Exp Hematol. 2002 Oct;30(10):1170-7. doi: 10.1016/s0301-472x(02)00892-5.
Clone specific immunoglobulin (Ig) and T-cell receptor (TCR) gene sequences can be used as molecular targets for detection of minimal residual disease (MRD) in acute lymphoblastic leukemia (ALL). Real-time quantitative PCR (RQ-PCR) with no need for post-PCR processing is an attractive approach for detection and quantification of specific DNA or RNA sequences. In the present study we evaluated a real-time PCR-based technology for MRD quantification in children with precursor-B ALL.

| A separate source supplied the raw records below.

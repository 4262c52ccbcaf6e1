use super::InitialConditionner;
use crate::field::Distributed2DField;
use crate::message::Communicator;




/**
 * Sets every value of the field, ghosts included, to a constant.
 */
pub struct UniformInitializer {
    value: f64,
}

impl UniformInitializer {
    pub fn new(value: f64) -> Self {
        Self { value }
    }
}

impl<C> InitialConditionner<C> for UniformInitializer {
    fn initial_condition(&self, field: &mut Distributed2DField<C>) {
        field.full_view_mut().fill(self.value)
    }
}




/**
 * A disc of hot cells centred in the global domain, on a uniform cold
 * background. The ghosts are set to the background value, so the physical
 * boundary is held at the cold temperature.
 */
pub struct HotSpotInitializer {
    cold: f64,
    hot: f64,
    radius: f64,
}

impl HotSpotInitializer {
    /// `radius` is a fraction of the smaller side of the global domain.
    pub fn new(cold: f64, hot: f64, radius: f64) -> Self {
        Self { cold, hot, radius }
    }
}

impl<C: Communicator> InitialConditionner<C> for HotSpotInitializer {
    fn initial_condition(&self, field: &mut Distributed2DField<C>) {
        let [dy, dx] = field.delta_space();
        let global = field.global_shape();
        let offset = field.global_offset();
        let (ly, lx) = (global.y() as f64 * dy, global.x() as f64 * dx);
        let r = self.radius * ly.min(lx);
        let (cold, hot) = (self.cold, self.hot);

        field.full_view_mut().fill(cold);
        field.noghost_view_mut().fill_with(|y, x| {
            let py = ((offset.y() + y) as f64 + 0.5) * dy - 0.5 * ly;
            let px = ((offset.x() + x) as f64 + 0.5) * dx - 0.5 * lx;
            if py * py + px * px < r * r { hot } else { cold }
        });
    }
}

DNA samples from 36 children with newly diagnosed precursor-B ALL were available for molecular analysis. All patients were uniformly treated according to the Nordic Society of Pediatric Hematology and Oncology (NOPHO) protocols from 1992. A real-time PCR assay was applied for MRD quantification using LightCycler technology and the SYBR green fluorescent dye for detection of clone-specific Ig and TCR gene rearrangements as target sequences. The specificity of the PCR products was verified by melting curve analysis.
Thirty-four of the 36 children with precursor-B ALL (94%) displayed at least one clonal Ig heavy chain (IgH) or TCR gene sequence useful as a molecular target. These clone-specific targets were successfully applied for real-time PCR quantification in all but one patient. Melting curve analysis was important for identifying all specific PCR products. In 32 pediatric precursor-B-ALL patients an MRD level >/=10(-3) at day 29 during induction treatment was significantly correlated with later bone marrow relapse (p = 0.0025).
Real-time PCR using clone-specific primers and the SYBR green dye for detection is a feasible technique for identifying patients at risk for relapse. This approach provides an easily applicable tool for detection of IgH/TCR gene rearrangements in the routine setting. Melting curve analysis allowed clear distinction between specific rearrangements and unspecific background signals.
克隆特异性免疫球蛋白(Ig)和T细胞受体(TCR)基因序列可作为检测急性淋巴细胞白血病(ALL)微小残留病(MRD)的分子靶点。无需PCR后处理的实时定量PCR(RQ-PCR)是检测和定量特定DNA或RNA序列的一种有吸引力的方法。在本研究中,我们评估了一种基于实时PCR的技术用于前体B-ALL儿童的MRD定量。
36例新诊断的前体B-ALL儿童的DNA样本可用于分子分析。所有患者均按照1992年北欧儿科血液学和肿瘤学会(NOPHO)方案进行统一治疗。应用实时PCR检测法,使用LightCycler技术和SYBR绿色荧光染料,以克隆特异性Ig和TCR基因重排作为靶序列来定量MRD。通过熔解曲线分析验证PCR产物的特异性。
36例前体B-ALL儿童中有34例(94%)显示至少有一个克隆性Ig重链(IgH)或TCR基因序列可作为分子靶点。除一名患者外,这些克隆特异性靶点均成功用于实时PCR定量。熔解曲线分析对于识别所有特异性PCR产物很重要。在32例儿科前体B-ALL患者中,诱导治疗第29天时MRD水平≥10⁻³与随后的骨髓复发显著相关(p = 0.0025)。
使用克隆特异性引物和SYBR绿色染料进行实时PCR检测是识别有复发风险患者的可行技术。这种方法为在常规情况下检测IgH/TCR基因重排提供了一种易于应用的工具。熔解曲线分析能够清晰区分特异性重排和非特异性背景信号。